__Brief__:
A complete answer includes every line below with the word "submitted".

__Source records__:
****************

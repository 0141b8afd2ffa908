use std::fmt;

use chrono::{Datelike, Local};
use serde::{Deserialize, Deserializer, Serialize};

/// Identifier wrapper for KPI master records.
#[derive(Debug, Clone, PartialEq, Eq, Hash, PartialOrd, Ord, Serialize, Deserialize)]
pub struct KpiId(pub String);

impl fmt::Display for KpiId {
    fn fmt(&self, f: &mut fmt::Formatter<'_>) -> fmt::Result {
        write!(f, "{}", self.0)
    }
}

/// Buddhist-calendar fiscal year labelling the October-September reporting window.
#[derive(
    Debug, Clone, Copy, PartialEq, Eq, Hash, PartialOrd, Ord, Serialize, Deserialize,
)]
pub struct FiscalYear(pub u16);

impl FiscalYear {
    /// Fiscal year containing today's date. October and later belong to the
    /// next fiscal year.
    pub fn current() -> Self {
        let today = Local::now().date_naive();
        let buddhist = today.year() + 543;
        if today.month() >= 10 {
            Self((buddhist + 1) as u16)
        } else {
            Self(buddhist as u16)
        }
    }
}

impl fmt::Display for FiscalYear {
    fn fmt(&self, f: &mut fmt::Formatter<'_>) -> fmt::Result {
        write!(f, "{}", self.0)
    }
}

/// Months of the fiscal year, October first.
#[derive(Debug, Clone, Copy, PartialEq, Eq, Hash, Serialize, Deserialize)]
#[serde(rename_all = "lowercase")]
pub enum FiscalMonth {
    October,
    November,
    December,
    January,
    February,
    March,
    April,
    May,
    June,
    July,
    August,
    September,
}

impl FiscalMonth {
    pub const fn ordered() -> [Self; 12] {
        [
            Self::October,
            Self::November,
            Self::December,
            Self::January,
            Self::February,
            Self::March,
            Self::April,
            Self::May,
            Self::June,
            Self::July,
            Self::August,
            Self::September,
        ]
    }

    /// Position within the fiscal year (October = 0).
    pub const fn index(self) -> usize {
        match self {
            Self::October => 0,
            Self::November => 1,
            Self::December => 2,
            Self::January => 3,
            Self::February => 4,
            Self::March => 5,
            Self::April => 6,
            Self::May => 7,
            Self::June => 8,
            Self::July => 9,
            Self::August => 10,
            Self::September => 11,
        }
    }

    pub const fn calendar_month(self) -> u32 {
        match self {
            Self::October => 10,
            Self::November => 11,
            Self::December => 12,
            Self::January => 1,
            Self::February => 2,
            Self::March => 3,
            Self::April => 4,
            Self::May => 5,
            Self::June => 6,
            Self::July => 7,
            Self::August => 8,
            Self::September => 9,
        }
    }

    pub const fn label(self) -> &'static str {
        match self {
            Self::October => "ต.ค.",
            Self::November => "พ.ย.",
            Self::December => "ธ.ค.",
            Self::January => "ม.ค.",
            Self::February => "ก.พ.",
            Self::March => "มี.ค.",
            Self::April => "เม.ย.",
            Self::May => "พ.ค.",
            Self::June => "มิ.ย.",
            Self::July => "ก.ค.",
            Self::August => "ส.ค.",
            Self::September => "ก.ย.",
        }
    }
}

/// Twelve monthly result slots in fiscal order. A null slot means no report
/// was submitted for that month.
#[derive(Debug, Clone, Copy, PartialEq, Default, Serialize, Deserialize)]
#[serde(transparent)]
pub struct MonthlySeries([Option<f64>; 12]);

impl MonthlySeries {
    pub const fn new(values: [Option<f64>; 12]) -> Self {
        Self(values)
    }

    pub const fn empty() -> Self {
        Self([None; 12])
    }

    pub fn get(&self, month: FiscalMonth) -> Option<f64> {
        self.0[month.index()]
    }

    pub fn set(&mut self, month: FiscalMonth, value: Option<f64>) {
        self.0[month.index()] = value;
    }

    pub fn values(&self) -> &[Option<f64>; 12] {
        &self.0
    }

    /// Sum over the twelve slots, treating null as 0. An all-null series and
    /// an all-zero series are indistinguishable here.
    pub fn sum(&self) -> f64 {
        self.0.iter().map(|slot| slot.unwrap_or(0.0)).sum()
    }
}

/// Evaluation outcome rendered as a report badge.
#[derive(Debug, Clone, Copy, PartialEq, Eq, Serialize, Deserialize)]
#[serde(rename_all = "snake_case")]
pub enum Status {
    Pass,
    Fail,
    Pending,
}

impl Status {
    pub const fn label(self) -> &'static str {
        match self {
            Self::Pass => "ผ่าน",
            Self::Fail => "ไม่ผ่าน",
            Self::Pending => "รอประเมิน",
        }
    }
}

/// Comparison operator configured per KPI. Serializes to its raw token so
/// definitions round-trip against the master sheet.
#[derive(Debug, Clone, Copy, PartialEq, Eq, Serialize, Deserialize)]
pub enum ComparisonOp {
    #[serde(rename = ">=")]
    GreaterOrEqual,
    #[serde(rename = ">")]
    Greater,
    #[serde(rename = "<=")]
    LessOrEqual,
    #[serde(rename = "<")]
    Less,
    #[serde(rename = "=", alias = "==")]
    Equal,
    #[serde(rename = "!=")]
    NotEqual,
}

impl ComparisonOp {
    /// Parse a condition token. Unknown tokens map to `None`, which the
    /// evaluator treats as Pending rather than an error.
    pub fn parse(token: &str) -> Option<Self> {
        match token.trim() {
            ">=" => Some(Self::GreaterOrEqual),
            ">" => Some(Self::Greater),
            "<=" => Some(Self::LessOrEqual),
            "<" => Some(Self::Less),
            "=" | "==" => Some(Self::Equal),
            "!=" => Some(Self::NotEqual),
            _ => None,
        }
    }

    pub const fn token(self) -> &'static str {
        match self {
            Self::GreaterOrEqual => ">=",
            Self::Greater => ">",
            Self::LessOrEqual => "<=",
            Self::Less => "<",
            Self::Equal => "=",
            Self::NotEqual => "!=",
        }
    }

    /// Whether `actual` satisfies the operator against the pass/fail bound.
    /// Equality is bit-exact; thresholds are captured to two decimals.
    pub fn passes(self, threshold: f64, actual: f64) -> bool {
        match self {
            Self::GreaterOrEqual => actual >= threshold,
            Self::Greater => actual > threshold,
            Self::LessOrEqual => actual <= threshold,
            Self::Less => actual < threshold,
            Self::Equal => actual == threshold,
            Self::NotEqual => actual != threshold,
        }
    }
}

/// Field deserializer mapping an absent or unrecognized condition token to
/// `None` instead of a deserialization error.
pub fn comparison_op_or_none<'de, D>(deserializer: D) -> Result<Option<ComparisonOp>, D::Error>
where
    D: Deserializer<'de>,
{
    let raw = Option::<String>::deserialize(deserializer)?;
    Ok(raw.as_deref().and_then(ComparisonOp::parse))
}

/// Whether a KPI is scored once for the whole province or once per district.
#[derive(Debug, Clone, Copy, PartialEq, Eq, Serialize, Deserialize)]
#[serde(rename_all = "snake_case")]
pub enum AreaLevel {
    Province,
    District,
}

impl AreaLevel {
    pub const fn label(self) -> &'static str {
        match self {
            Self::Province => "Province",
            Self::District => "District",
        }
    }
}

/// The five strategy groupings on the executive dashboard. Grouping only;
/// no effect on evaluation.
#[derive(Debug, Clone, Copy, PartialEq, Eq, Hash, Serialize, Deserialize)]
#[serde(rename_all = "snake_case")]
pub enum ExcellenceCategory {
    PreventionPromotion,
    Service,
    People,
    Governance,
    DigitalHealth,
}

impl ExcellenceCategory {
    pub const fn ordered() -> [Self; 5] {
        [
            Self::PreventionPromotion,
            Self::Service,
            Self::People,
            Self::Governance,
            Self::DigitalHealth,
        ]
    }

    pub const fn label(self) -> &'static str {
        match self {
            Self::PreventionPromotion => "PP&P Excellence",
            Self::Service => "Service Excellence",
            Self::People => "People Excellence",
            Self::Governance => "Governance Excellence",
            Self::DigitalHealth => "Digital Health Excellence",
        }
    }
}

/// Master record describing how one KPI is scored.
///
/// `target_threshold` is the pass/fail bound handed to the evaluator;
/// the area-specific target on each report row only feeds the rate
/// denominator. The two are related but never interchangeable.
#[derive(Debug, Clone, PartialEq, Serialize, Deserialize)]
pub struct KpiDefinition {
    pub id: KpiId,
    pub name: String,
    pub area_level: AreaLevel,
    #[serde(default, deserialize_with = "comparison_op_or_none")]
    pub condition: Option<ComparisonOp>,
    pub target_threshold: f64,
    #[serde(default = "default_divide_number")]
    pub divide_number: f64,
    pub excellence: ExcellenceCategory,
}

/// Canonical multiplier: rates are percentages unless a definition says
/// otherwise (count-based KPIs set 1 explicitly).
pub fn default_divide_number() -> f64 {
    100.0
}

/// One KPI's submitted results for a fiscal year and reporting area.
/// Overwritten wholesale on resubmission; no versioning.
#[derive(Debug, Clone, PartialEq, Serialize, Deserialize)]
pub struct AreaReport {
    pub kpi_id: KpiId,
    pub fiscal_year: FiscalYear,
    pub area_name: String,
    pub target: Option<f64>,
    pub months: MonthlySeries,
}

pub const PROVINCE_NAME: &str = "Phayao";

pub const DISTRICTS: [&str; 9] = [
    "Mueang Phayao",
    "Chun",
    "Chiang Kham",
    "Chiang Muan",
    "Dok Khamtai",
    "Pong",
    "Mae Chai",
    "Phu Sang",
    "Phu Kamyao",
];

#[cfg(test)]
mod tests {
    use super::*;

    #[test]
    fn parse_accepts_the_six_tokens_and_the_double_equals_alias() {
        assert_eq!(ComparisonOp::parse(">="), Some(ComparisonOp::GreaterOrEqual));
        assert_eq!(ComparisonOp::parse(">"), Some(ComparisonOp::Greater));
        assert_eq!(ComparisonOp::parse("<="), Some(ComparisonOp::LessOrEqual));
        assert_eq!(ComparisonOp::parse("<"), Some(ComparisonOp::Less));
        assert_eq!(ComparisonOp::parse("="), Some(ComparisonOp::Equal));
        assert_eq!(ComparisonOp::parse("=="), Some(ComparisonOp::Equal));
        assert_eq!(ComparisonOp::parse("!="), Some(ComparisonOp::NotEqual));
        assert_eq!(ComparisonOp::parse(" >= "), Some(ComparisonOp::GreaterOrEqual));
        assert_eq!(ComparisonOp::parse("between"), None);
        assert_eq!(ComparisonOp::parse(""), None);
    }

    #[test]
    fn definition_tolerates_unknown_condition_tokens() {
        let raw = r#"{
            "id": "KPI-XX-99",
            "name": "Legacy indicator",
            "area_level": "district",
            "condition": "between",
            "target_threshold": 80.0,
            "excellence": "governance"
        }"#;
        let definition: KpiDefinition = serde_json::from_str(raw).expect("definition parses");
        assert_eq!(definition.condition, None);
        assert_eq!(definition.divide_number, 100.0);
    }

    #[test]
    fn definition_round_trips_condition_tokens() {
        let raw = r#"{
            "id": "KPI-PP-01",
            "name": "Full vaccination coverage",
            "area_level": "district",
            "condition": ">=",
            "target_threshold": 90.0,
            "divide_number": 100.0,
            "excellence": "prevention_promotion"
        }"#;
        let definition: KpiDefinition = serde_json::from_str(raw).expect("definition parses");
        assert_eq!(definition.condition, Some(ComparisonOp::GreaterOrEqual));

        let json = serde_json::to_value(&definition).expect("serializes");
        assert_eq!(json["condition"], ">=");
    }

    #[test]
    fn monthly_series_sums_with_null_as_zero() {
        let mut months = MonthlySeries::empty();
        assert_eq!(months.sum(), 0.0);

        months.set(FiscalMonth::October, Some(10.0));
        months.set(FiscalMonth::January, Some(20.5));
        months.set(FiscalMonth::September, Some(0.0));
        assert_eq!(months.sum(), 30.5);
        assert_eq!(months.get(FiscalMonth::October), Some(10.0));
        assert_eq!(months.get(FiscalMonth::November), None);
    }

    #[test]
    fn fiscal_months_cover_october_through_september() {
        let ordered = FiscalMonth::ordered();
        assert_eq!(ordered.len(), 12);
        assert_eq!(ordered[0].calendar_month(), 10);
        assert_eq!(ordered[11].calendar_month(), 9);
        for (position, month) in ordered.iter().enumerate() {
            assert_eq!(month.index(), position);
        }
    }

    #[test]
    fn status_labels_render_thai_badges() {
        assert_eq!(Status::Pass.label(), "ผ่าน");
        assert_eq!(Status::Fail.label(), "ไม่ผ่าน");
        assert_eq!(Status::Pending.label(), "รอประเมิน");
    }
}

****************

__Written solution__:
/// was submitted for that month.
/// One KPI's submitted results for a fiscal year and reporting area.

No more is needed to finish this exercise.